REQUIRED WORK:
State only the number of lines below where the word "UpdateOrderStatusRequest" is found.
--
use chrono::Utc;
use sea_orm::ActiveValue::{NotSet, Set};
use sea_orm::sea_query::{Expr, LockType};
use sea_orm::{
    ActiveModelTrait, ColumnTrait, Condition, EntityTrait, PaginatorTrait, QueryFilter, QueryOrder,
    QuerySelect, TransactionTrait,
};
use uuid::Uuid;
use validator::Validate;

use crate::{
    audit,
    dto::{
        admin::{CreateImportRequest, ImportLogEntry, LowStockQuery, UpdateUserRoleRequest},
        consultations::{AdminConsultation, UpdateConsultationStatusRequest},
        orders::{OrderList, OrderWithItems, UpdateOrderStatusRequest},
        products::ProductList,
        reviews::AdminReview,
    },
    entity::{
        cart_items::{Column as CartCol, Entity as CartItems},
        consultations::{ActiveModel as ConsultationActive, Entity as Consultations},
        import_logs::ActiveModel as ImportActive,
        order_items::{Column as OrderItemCol, Entity as OrderItems},
        orders::{ActiveModel as OrderActive, Column as OrderCol, Entity as Orders},
        products::{Column as ProdCol, Entity as Products},
        reviews::Entity as Reviews,
        users::{ActiveModel as UserActive, Column as UserCol, Entity as Users},
    },
    error::{AppError, AppResult},
    middleware::auth::{AuthUser, ensure_admin, ensure_staff},
    models::{Consultation, ConsultationStatus, ImportLog, Order, OrderStatus, Product, Role, User},
    response::{ApiResponse, Meta},
    routes::params::{OrderListQuery, Pagination, SortOrder},
    services::order_service::{load_lines, parse_status_filter, with_items},
    state::AppState,
};

pub const DEFAULT_LOW_STOCK_THRESHOLD: i32 = 5;

async fn count(state: &AppState, sql: &str) -> AppResult<i64> {
    let total: (i64,) = sqlx::query_as(sql).fetch_one(&state.pool).await?;
    Ok(total.0)
}

// --- users (admin only) ---

pub async fn list_users(
    state: &AppState,
    user: &AuthUser,
    pagination: Pagination,
) -> AppResult<ApiResponse<Vec<User>>> {
    ensure_admin(user)?;
    let (page, limit, offset) = pagination.normalize();

    let users = sqlx::query_as::<_, User>(
        "SELECT * FROM users ORDER BY created_at DESC LIMIT $1 OFFSET $2",
    )
    .bind(limit)
    .bind(offset)
    .fetch_all(&state.pool)
    .await?;
    let total = count(state, "SELECT COUNT(*) FROM users").await?;

    Ok(ApiResponse::success("Users", users, Some(Meta::new(page, limit, total))))
}

pub async fn update_user_role(
    state: &AppState,
    user: &AuthUser,
    id: Uuid,
    payload: UpdateUserRoleRequest,
) -> AppResult<ApiResponse<User>> {
    ensure_admin(user)?;
    let role = payload
        .role
        .trim()
        .parse::<Role>()
        .map_err(AppError::BadRequest)?;

    let existing = Users::find_by_id(id)
        .one(&state.orm)
        .await?
        .ok_or(AppError::NotFound)?;

    let mut active: UserActive = existing.into();
    active.role = Set(role.as_str().to_string());
    let updated = active.update(&state.orm).await?;

    audit::record(
        &state.orm,
        Some(user.user_id),
        "user_role_update",
        "users",
        serde_json::json!({ "user_id": id, "role": role.as_str() }),
    )
    .await;

    Ok(ApiResponse::success(
        "Role updated",
        User::from(updated),
        Some(Meta::empty()),
    ))
}

/// Deletes a user with their orders and cart. Addresses and reviews cascade.
pub async fn delete_user(
    state: &AppState,
    user: &AuthUser,
    id: Uuid,
) -> AppResult<ApiResponse<serde_json::Value>> {
    ensure_admin(user)?;
    if id == user.user_id {
        return Err(AppError::bad_request("You cannot delete your own account"));
    }

    let txn = state.orm.begin().await?;

    let target = Users::find_by_id(id)
        .lock(LockType::Update)
        .one(&txn)
        .await?
        .ok_or(AppError::NotFound)?;

    let order_ids: Vec<Uuid> = Orders::find()
        .select_only()
        .column(OrderCol::Id)
        .filter(OrderCol::UserId.eq(id))
        .into_tuple()
        .all(&txn)
        .await?;

    if !order_ids.is_empty() {
        OrderItems::delete_many()
            .filter(OrderItemCol::OrderId.is_in(order_ids.clone()))
            .exec(&txn)
            .await?;
        Orders::delete_many()
            .filter(OrderCol::Id.is_in(order_ids.clone()))
            .exec(&txn)
            .await?;
    }
    CartItems::delete_many()
        .filter(CartCol::UserEmail.eq(target.email.clone()))
        .exec(&txn)
        .await?;
    Users::delete_many()
        .filter(UserCol::Id.eq(id))
        .exec(&txn)
        .await?;

    txn.commit().await?;

    tracing::info!(user_id = %id, orders = order_ids.len(), "user deleted");
    audit::record(
        &state.orm,
        Some(user.user_id),
        "user_delete",
        "users",
        serde_json::json!({ "user_id": id, "email": target.email }),
    )
    .await;

    Ok(ApiResponse::message("User deleted"))
}

// --- orders (staff) ---

pub async fn list_all_orders(
    state: &AppState,
    user: &AuthUser,
    query: OrderListQuery,
) -> AppResult<ApiResponse<OrderList>> {
    ensure_staff(user)?;
    let (page, limit, offset) = query.pagination().normalize();

    let mut condition = Condition::all();
    if let Some(status) = parse_status_filter(query.status.as_ref())? {
        condition = condition.add(OrderCol::Status.eq(status.as_str()));
    }

    let mut finder = Orders::find().filter(condition);
    finder = match query.sort_order.unwrap_or(SortOrder::Desc) {
        SortOrder::Asc => finder.order_by_asc(OrderCol::CreatedAt),
        SortOrder::Desc => finder.order_by_desc(OrderCol::CreatedAt),
    };

    let total = finder.clone().count(&state.orm).await? as i64;

    let orders: Vec<Order> = finder
        .limit(limit as u64)
        .offset(offset as u64)
        .all(&state.orm)
        .await?
        .into_iter()
        .map(Order::from)
        .collect();

    let items = with_items(&state.pool, orders).await?;
    let meta = Meta::new(page, limit, total);
    Ok(ApiResponse::success("Orders", OrderList { items }, Some(meta)))
}

pub async fn get_order_admin(
    state: &AppState,
    user: &AuthUser,
    id: Uuid,
) -> AppResult<ApiResponse<OrderWithItems>> {
    ensure_staff(user)?;
    let order = Orders::find_by_id(id)
        .one(&state.orm)
        .await?
        .map(Order::from)
        .ok_or(AppError::NotFound)?;

    let items = load_lines(&state.pool, &[order.id]).await?;
    Ok(ApiResponse::success(
        "Order found",
        OrderWithItems { order, items },
        Some(Meta::empty()),
    ))
}

pub async fn update_order_status(
    state: &AppState,
    user: &AuthUser,
    id: Uuid,
    payload: UpdateOrderStatusRequest,
) -> AppResult<ApiResponse<Order>> {
    ensure_staff(user)?;
    let next = payload
        .status
        .trim()
        .parse::<OrderStatus>()
        .map_err(AppError::BadRequest)?;

    let txn = state.orm.begin().await?;
    let existing = Orders::find_by_id(id)
        .lock(LockType::Update)
        .one(&txn)
        .await?
        .ok_or(AppError::NotFound)?;

    let current = existing
        .status
        .parse::<OrderStatus>()
        .map_err(|e| AppError::Internal(anyhow::anyhow!(e)))?;
    if !current.can_transition_to(next) {
        return Err(AppError::bad_request(format!(
            "Cannot change order status from {current} to {next}"
        )));
    }

    let mut active: OrderActive = existing.into();
    active.status = Set(next.as_str().to_string());
    active.updated_at = Set(Utc::now().into());
    let order = active.update(&txn).await?;

    txn.commit().await?;

    audit::record(
        &state.orm,
        Some(user.user_id),
        "order_status_update",
        "orders",
        serde_json::json!({ "order_id": order.id, "from": current.as_str(), "to": next.as_str() }),
    )
    .await;

    Ok(ApiResponse::success(
        "Order updated",
        Order::from(order),
        Some(Meta::empty()),
    ))
}

// --- reviews (staff) ---

pub async fn list_reviews(
    state: &AppState,
    user: &AuthUser,
    pagination: Pagination,
) -> AppResult<ApiResponse<Vec<AdminReview>>> {
    ensure_staff(user)?;
    let (page, limit, offset) = pagination.normalize();

    let reviews = sqlx::query_as::<_, AdminReview>(
        r#"
        SELECT r.id, r.product_id, p.name AS product_name, p.image_path AS product_image,
               r.user_id, r.user_name, r.rating, r.comment, r.created_at
        FROM reviews r
        JOIN products p ON p.id = r.product_id
        ORDER BY r.created_at DESC
        LIMIT $1 OFFSET $2
        "#,
    )
    .bind(limit)
    .bind(offset)
    .fetch_all(&state.pool)
    .await?;
    let total = count(state, "SELECT COUNT(*) FROM reviews").await?;

    Ok(ApiResponse::success("Reviews", reviews, Some(Meta::new(page, limit, total))))
}

pub async fn delete_review(
    state: &AppState,
    user: &AuthUser,
    id: Uuid,
) -> AppResult<ApiResponse<serde_json::Value>> {
    ensure_staff(user)?;
    let result = Reviews::delete_by_id(id).exec(&state.orm).await?;
    if result.rows_affected == 0 {
        return Err(AppError::NotFound);
    }

    audit::record(
        &state.orm,
        Some(user.user_id),
        "review_delete",
        "reviews",
        serde_json::json!({ "review_id": id }),
    )
    .await;

    Ok(ApiResponse::message("Review deleted"))
}

// --- consultations (staff) ---

pub async fn list_consultations(
    state: &AppState,
    user: &AuthUser,
    pagination: Pagination,
) -> AppResult<ApiResponse<Vec<AdminConsultation>>> {
    ensure_staff(user)?;
    let (page, limit, offset) = pagination.normalize();

    let consultations = sqlx::query_as::<_, AdminConsultation>(
        r#"
        SELECT c.id, c.product_id, p.name AS product_name, p.image_path,
               c.name, c.phone, c.content, c.status, c.created_at
        FROM consultations c
        LEFT JOIN products p ON p.id = c.product_id
        ORDER BY c.created_at DESC
        LIMIT $1 OFFSET $2
        "#,
    )
    .bind(limit)
    .bind(offset)
    .fetch_all(&state.pool)
    .await?;
    let total = count(state, "SELECT COUNT(*) FROM consultations").await?;

    Ok(ApiResponse::success(
        "Consultations",
        consultations,
        Some(Meta::new(page, limit, total)),
    ))
}

pub async fn update_consultation_status(
    state: &AppState,
    user: &AuthUser,
    id: Uuid,
    payload: UpdateConsultationStatusRequest,
) -> AppResult<ApiResponse<Consultation>> {
    ensure_staff(user)?;
    let status = payload
        .status
        .trim()
        .parse::<ConsultationStatus>()
        .map_err(AppError::BadRequest)?;

    let existing = Consultations::find_by_id(id)
        .one(&state.orm)
        .await?
        .ok_or(AppError::NotFound)?;

    let mut active: ConsultationActive = existing.into();
    active.status = Set(status.as_str().to_string());
    let consultation = active.update(&state.orm).await?;

    Ok(ApiResponse::success(
        "Consultation updated",
        Consultation::from(consultation),
        Some(Meta::empty()),
    ))
}

// --- stock imports and inventory (staff) ---

pub async fn list_imports(
    state: &AppState,
    user: &AuthUser,
    pagination: Pagination,
) -> AppResult<ApiResponse<Vec<ImportLogEntry>>> {
    ensure_staff(user)?;
    let (page, limit, offset) = pagination.normalize();

    let imports = sqlx::query_as::<_, ImportLogEntry>(
        r#"
        SELECT il.id, il.product_id, p.name AS product_name, il.quantity,
               il.supplier, il.note, il.created_at
        FROM import_logs il
        JOIN products p ON p.id = il.product_id
        ORDER BY il.created_at DESC
        LIMIT $1 OFFSET $2
        "#,
    )
    .bind(limit)
    .bind(offset)
    .fetch_all(&state.pool)
    .await?;
    let total = count(state, "SELECT COUNT(*) FROM import_logs").await?;

    Ok(ApiResponse::success("Imports", imports, Some(Meta::new(page, limit, total))))
}

/// Records a stock import and adds its quantity to the product, atomically.
pub async fn create_import(
    state: &AppState,
    user: &AuthUser,
    payload: CreateImportRequest,
) -> AppResult<ApiResponse<ImportLog>> {
    ensure_staff(user)?;
    payload.validate()?;

    let txn = state.orm.begin().await?;

    let product = Products::find_by_id(payload.product_id)
        .lock(LockType::Update)
        .one(&txn)
        .await?
        .ok_or(AppError::NotFound)?;

    if product.stock.checked_add(payload.quantity).is_none() {
        return Err(AppError::bad_request(format!(
            "Importing {} would exceed the stock limit for {}",
            payload.quantity, product.name
        )));
    }

    let log = ImportActive {
        id: Set(Uuid::new_v4()),
        product_id: Set(product.id),
        quantity: Set(payload.quantity),
        supplier: Set(payload.supplier.trim().to_string()),
        note: Set(payload.note.map(|n| n.trim().to_string()).filter(|n| !n.is_empty())),
        created_at: NotSet,
    }
    .insert(&txn)
    .await?;

    Products::update_many()
        .col_expr(ProdCol::Stock, Expr::col(ProdCol::Stock).add(payload.quantity))
        .filter(ProdCol::Id.eq(product.id))
        .exec(&txn)
        .await?;

    txn.commit().await?;

    tracing::info!(
        product_id = %product.id,
        quantity = payload.quantity,
        stock_before = product.stock,
        "stock imported"
    );
    audit::record(
        &state.orm,
        Some(user.user_id),
        "stock_import",
        "import_logs",
        serde_json::json!({ "import_id": log.id, "product_id": product.id, "quantity": log.quantity }),
    )
    .await;

    Ok(ApiResponse::success(
        "Stock imported",
        ImportLog::from(log),
        Some(Meta::empty()),
    ))
}

pub async fn list_low_stock(
    state: &AppState,
    user: &AuthUser,
    query: LowStockQuery,
) -> AppResult<ApiResponse<ProductList>> {
    ensure_staff(user)?;
    let threshold = query.threshold.unwrap_or(DEFAULT_LOW_STOCK_THRESHOLD);
    let (page, limit, offset) = query.pagination().normalize();

    let finder = Products::find()
        .filter(ProdCol::Stock.lte(threshold))
        .order_by_asc(ProdCol::Stock)
        .order_by_desc(ProdCol::CreatedAt);

    let total = finder.clone().count(&state.orm).await? as i64;

    let items = finder
        .limit(limit as u64)
        .offset(offset as u64)
        .all(&state.orm)
        .await?
        .into_iter()
        .map(Product::from)
        .collect();

    let meta = Meta::new(page, limit, total);
    Ok(ApiResponse::success("Low stock products", ProductList { items }, Some(meta)))
}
--
YOUR RESPONSE:
2